📝 SummarXiv

Abstract

Previous papers have outlined nowcasting methods to track the current state of earthquake hazard using only observed seismic catalogs. The basis for one of these methods, the "counting method", is the Gutenberg-Richter (GR) magnitude-frequency relation. The GR relation states that for every large earthquake of magnitude greater than MT , there are on average NGR small earthquakes of magnitude MS. In this paper we use this basic relation, combined with the Receiver Operating Characteristic (ROC) formalism from machine learning, to compute the probability of a large earthquake.

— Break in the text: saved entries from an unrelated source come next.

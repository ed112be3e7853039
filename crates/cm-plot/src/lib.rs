//! `cm-plot` — presentation layer over `plotters`.
//!
//! No statistics happen here: callers hand over finished aggregates
//! ([`Series`] point sets, [`cm_heatmap::ConditionalHistogram`]s) and this
//! crate renders PNGs via `BitMapBackend`.
//!
//! | Type            | Output                                              |
//! |-----------------|-----------------------------------------------------|
//! | [`LinePlot`]    | line chart, one colored series per group size       |
//! | [`HeatmapFigure`] | panel grid of log-scaled conditional histograms   |

pub mod error;
pub mod heatmap;
pub mod line;
pub mod palette;

#[cfg(test)]
mod tests;

// ── Re-exports ────────────────────────────────────────────────────────────────

pub use error::{PlotError, PlotResult};
pub use heatmap::{HeatmapFigure, Panel};
pub use line::{LinePlot, Series};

The probability is conditioned on the number of small earthquakes n(t) that have occurred since the last large earthquake. We work in natural time, which is defined as the count of small earthquakes between large earthquakes. We do not need to assume a probability model, which is a major advantage. Instead, the probability is computed as the Positive Predictive Value (PPV) associated with the ROC curve. We find that the PPV following the last large earthquake initially decreases as more small earthquakes occur, indicating the property of temporal clustering of large earthquakes as is observed. As the number of small earthquakes continues to accumulate, the PPV subsequently begins to increase. Eventually a point is reached beyond which the rate of increase becomes much larger and more dramatic. Here we describe and illustrate the method by applying it to a local region around Los Angeles, California, following the January 17, 1994 magnitude M6.7 Northridge earthquake.